- [TASK INSTRUCTIONS]: Stopping at the line that holds "use parking_lot::RwLock;", repeat the lines below exactly, starting from the very first and including that final line.

(Stored items)
[Start of Attachment]
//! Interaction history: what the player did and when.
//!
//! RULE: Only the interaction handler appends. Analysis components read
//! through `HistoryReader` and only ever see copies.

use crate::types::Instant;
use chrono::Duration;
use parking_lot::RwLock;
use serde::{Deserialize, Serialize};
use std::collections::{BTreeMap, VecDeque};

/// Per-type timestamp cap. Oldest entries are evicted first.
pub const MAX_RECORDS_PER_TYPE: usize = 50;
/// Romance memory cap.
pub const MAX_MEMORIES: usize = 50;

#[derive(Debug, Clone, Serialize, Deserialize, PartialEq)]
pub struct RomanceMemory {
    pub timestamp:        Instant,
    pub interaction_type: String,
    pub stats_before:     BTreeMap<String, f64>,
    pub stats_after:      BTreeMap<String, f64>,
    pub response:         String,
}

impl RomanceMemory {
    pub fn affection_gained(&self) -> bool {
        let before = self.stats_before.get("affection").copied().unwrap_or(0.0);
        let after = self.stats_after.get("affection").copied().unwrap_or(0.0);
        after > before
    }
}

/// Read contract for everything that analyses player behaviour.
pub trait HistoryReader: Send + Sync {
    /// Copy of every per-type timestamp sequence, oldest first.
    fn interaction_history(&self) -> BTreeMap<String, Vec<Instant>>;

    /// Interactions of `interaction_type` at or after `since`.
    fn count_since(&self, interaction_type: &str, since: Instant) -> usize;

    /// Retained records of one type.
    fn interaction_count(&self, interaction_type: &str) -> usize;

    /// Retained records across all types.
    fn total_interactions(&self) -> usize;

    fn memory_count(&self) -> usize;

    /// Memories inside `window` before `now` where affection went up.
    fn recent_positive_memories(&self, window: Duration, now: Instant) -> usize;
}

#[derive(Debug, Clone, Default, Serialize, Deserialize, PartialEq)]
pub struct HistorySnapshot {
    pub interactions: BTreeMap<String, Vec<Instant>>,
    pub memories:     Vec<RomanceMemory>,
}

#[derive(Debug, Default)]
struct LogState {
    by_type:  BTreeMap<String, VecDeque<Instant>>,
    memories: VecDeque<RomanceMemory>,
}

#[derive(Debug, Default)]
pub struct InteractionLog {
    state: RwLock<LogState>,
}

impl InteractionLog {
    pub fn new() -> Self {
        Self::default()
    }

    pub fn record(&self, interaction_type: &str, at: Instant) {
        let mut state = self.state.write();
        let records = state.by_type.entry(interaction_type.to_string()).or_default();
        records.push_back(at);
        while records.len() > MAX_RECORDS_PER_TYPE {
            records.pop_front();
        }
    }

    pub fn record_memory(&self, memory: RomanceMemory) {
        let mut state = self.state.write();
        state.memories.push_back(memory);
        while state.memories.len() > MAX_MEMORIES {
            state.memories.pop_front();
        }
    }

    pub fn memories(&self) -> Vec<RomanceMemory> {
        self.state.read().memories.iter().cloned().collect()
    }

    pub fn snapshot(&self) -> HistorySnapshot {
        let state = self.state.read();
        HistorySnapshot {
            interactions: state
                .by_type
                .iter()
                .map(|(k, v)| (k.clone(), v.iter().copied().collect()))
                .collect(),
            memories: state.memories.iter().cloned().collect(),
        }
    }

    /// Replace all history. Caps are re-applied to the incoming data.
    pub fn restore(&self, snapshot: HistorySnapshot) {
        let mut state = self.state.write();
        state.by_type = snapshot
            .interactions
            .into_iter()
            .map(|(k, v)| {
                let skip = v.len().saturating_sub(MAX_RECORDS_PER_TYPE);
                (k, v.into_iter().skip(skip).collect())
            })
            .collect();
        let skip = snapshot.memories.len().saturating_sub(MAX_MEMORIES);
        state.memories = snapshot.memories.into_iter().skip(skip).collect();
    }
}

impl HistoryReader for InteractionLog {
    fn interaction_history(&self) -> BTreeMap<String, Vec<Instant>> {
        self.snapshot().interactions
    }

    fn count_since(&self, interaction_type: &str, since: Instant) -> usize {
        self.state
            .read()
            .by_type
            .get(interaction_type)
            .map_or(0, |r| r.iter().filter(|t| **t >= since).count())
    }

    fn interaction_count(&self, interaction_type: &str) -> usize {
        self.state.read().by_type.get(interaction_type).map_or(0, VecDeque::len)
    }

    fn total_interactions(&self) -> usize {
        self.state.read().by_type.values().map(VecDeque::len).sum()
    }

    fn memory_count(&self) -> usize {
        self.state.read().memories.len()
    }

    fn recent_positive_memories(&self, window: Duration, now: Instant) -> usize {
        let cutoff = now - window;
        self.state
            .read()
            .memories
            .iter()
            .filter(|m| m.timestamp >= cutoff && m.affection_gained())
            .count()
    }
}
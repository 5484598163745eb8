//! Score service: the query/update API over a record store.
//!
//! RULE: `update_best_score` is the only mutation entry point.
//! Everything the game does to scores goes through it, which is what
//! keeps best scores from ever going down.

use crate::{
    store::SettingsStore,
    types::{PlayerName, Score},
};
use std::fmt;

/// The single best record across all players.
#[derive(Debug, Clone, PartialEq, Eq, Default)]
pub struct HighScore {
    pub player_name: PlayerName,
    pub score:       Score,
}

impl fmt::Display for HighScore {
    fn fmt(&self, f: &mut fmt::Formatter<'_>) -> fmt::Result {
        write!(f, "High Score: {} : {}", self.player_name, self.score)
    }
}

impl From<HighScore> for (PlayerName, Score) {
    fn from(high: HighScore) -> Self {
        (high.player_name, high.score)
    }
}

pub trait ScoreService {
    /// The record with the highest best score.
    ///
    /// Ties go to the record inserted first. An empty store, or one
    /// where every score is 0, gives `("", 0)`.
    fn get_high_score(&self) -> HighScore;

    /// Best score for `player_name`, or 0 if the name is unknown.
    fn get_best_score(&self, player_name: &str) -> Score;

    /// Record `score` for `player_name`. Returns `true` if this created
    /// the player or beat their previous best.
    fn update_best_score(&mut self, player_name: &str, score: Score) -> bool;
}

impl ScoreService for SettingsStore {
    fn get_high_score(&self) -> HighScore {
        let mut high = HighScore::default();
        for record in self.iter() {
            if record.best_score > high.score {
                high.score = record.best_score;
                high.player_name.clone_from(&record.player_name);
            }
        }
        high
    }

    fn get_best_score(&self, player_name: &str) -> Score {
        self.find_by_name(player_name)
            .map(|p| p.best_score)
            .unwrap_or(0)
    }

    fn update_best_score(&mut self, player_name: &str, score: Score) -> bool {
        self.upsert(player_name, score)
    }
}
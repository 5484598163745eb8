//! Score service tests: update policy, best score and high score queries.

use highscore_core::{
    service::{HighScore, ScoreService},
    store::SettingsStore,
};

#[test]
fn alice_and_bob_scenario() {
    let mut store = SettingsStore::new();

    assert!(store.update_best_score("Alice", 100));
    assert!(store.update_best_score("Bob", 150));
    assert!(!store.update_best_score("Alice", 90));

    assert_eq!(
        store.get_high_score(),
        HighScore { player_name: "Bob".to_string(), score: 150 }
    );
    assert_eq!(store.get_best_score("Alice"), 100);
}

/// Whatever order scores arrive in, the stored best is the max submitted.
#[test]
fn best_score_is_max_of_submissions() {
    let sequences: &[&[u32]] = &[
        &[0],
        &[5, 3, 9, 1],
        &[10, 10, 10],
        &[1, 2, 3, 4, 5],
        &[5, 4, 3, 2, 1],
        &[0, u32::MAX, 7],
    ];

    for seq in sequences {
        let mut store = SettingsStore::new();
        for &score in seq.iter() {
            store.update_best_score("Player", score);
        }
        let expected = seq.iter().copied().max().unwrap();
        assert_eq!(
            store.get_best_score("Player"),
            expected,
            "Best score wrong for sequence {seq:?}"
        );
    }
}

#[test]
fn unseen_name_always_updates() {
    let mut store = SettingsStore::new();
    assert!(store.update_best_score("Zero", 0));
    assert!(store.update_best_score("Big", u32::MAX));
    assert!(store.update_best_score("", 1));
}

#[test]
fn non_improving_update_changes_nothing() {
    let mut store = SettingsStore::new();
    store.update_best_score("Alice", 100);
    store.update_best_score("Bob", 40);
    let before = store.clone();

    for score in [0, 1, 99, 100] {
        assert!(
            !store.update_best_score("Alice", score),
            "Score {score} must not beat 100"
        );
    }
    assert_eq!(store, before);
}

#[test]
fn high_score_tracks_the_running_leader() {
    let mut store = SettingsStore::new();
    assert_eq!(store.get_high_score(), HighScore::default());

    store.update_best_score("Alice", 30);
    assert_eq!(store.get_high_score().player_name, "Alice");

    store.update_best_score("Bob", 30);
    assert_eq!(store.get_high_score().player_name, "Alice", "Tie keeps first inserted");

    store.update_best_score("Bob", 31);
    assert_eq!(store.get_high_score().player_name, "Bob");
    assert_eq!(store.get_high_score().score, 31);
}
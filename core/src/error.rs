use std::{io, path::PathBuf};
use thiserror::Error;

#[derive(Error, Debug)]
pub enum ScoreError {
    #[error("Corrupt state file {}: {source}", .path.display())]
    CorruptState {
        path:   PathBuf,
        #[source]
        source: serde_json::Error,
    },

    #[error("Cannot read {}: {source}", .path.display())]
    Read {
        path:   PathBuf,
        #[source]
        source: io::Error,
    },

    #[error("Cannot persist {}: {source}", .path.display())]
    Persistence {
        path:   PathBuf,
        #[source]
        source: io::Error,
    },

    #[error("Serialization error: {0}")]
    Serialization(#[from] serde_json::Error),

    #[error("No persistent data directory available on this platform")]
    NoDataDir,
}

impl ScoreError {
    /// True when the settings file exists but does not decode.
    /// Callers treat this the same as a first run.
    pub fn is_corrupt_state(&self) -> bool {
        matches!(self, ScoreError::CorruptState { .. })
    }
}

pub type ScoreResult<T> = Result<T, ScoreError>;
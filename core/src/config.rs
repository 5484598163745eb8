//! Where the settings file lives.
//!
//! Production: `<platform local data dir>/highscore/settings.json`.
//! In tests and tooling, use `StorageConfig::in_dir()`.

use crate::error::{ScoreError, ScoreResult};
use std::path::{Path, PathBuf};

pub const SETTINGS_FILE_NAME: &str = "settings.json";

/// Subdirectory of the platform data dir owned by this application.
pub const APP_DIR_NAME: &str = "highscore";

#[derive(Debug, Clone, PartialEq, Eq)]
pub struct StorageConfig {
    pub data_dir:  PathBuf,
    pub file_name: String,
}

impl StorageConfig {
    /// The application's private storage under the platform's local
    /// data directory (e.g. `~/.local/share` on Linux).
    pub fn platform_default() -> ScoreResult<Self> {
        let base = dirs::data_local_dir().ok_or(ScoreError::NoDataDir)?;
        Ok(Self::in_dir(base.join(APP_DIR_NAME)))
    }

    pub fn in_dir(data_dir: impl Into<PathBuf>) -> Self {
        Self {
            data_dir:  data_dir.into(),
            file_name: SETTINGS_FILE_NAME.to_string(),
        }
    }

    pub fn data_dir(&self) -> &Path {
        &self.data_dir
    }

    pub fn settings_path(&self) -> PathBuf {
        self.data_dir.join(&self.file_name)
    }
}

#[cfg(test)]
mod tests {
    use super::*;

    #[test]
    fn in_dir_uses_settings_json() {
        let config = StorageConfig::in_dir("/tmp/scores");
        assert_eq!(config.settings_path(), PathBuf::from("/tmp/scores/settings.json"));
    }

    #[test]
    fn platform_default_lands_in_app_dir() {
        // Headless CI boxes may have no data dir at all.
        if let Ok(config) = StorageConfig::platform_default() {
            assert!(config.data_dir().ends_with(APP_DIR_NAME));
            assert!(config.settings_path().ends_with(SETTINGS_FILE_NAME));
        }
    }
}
[End of Attachment]
- [EXPECTED OUTPUT]:
//! Interaction history: what the player did and when.
//!
//! RULE: Only the interaction handler appends. Analysis components read
//! through `HistoryReader` and only ever see copies.

use crate::types::Instant;
use chrono::Duration;
use parking_lot::RwLock;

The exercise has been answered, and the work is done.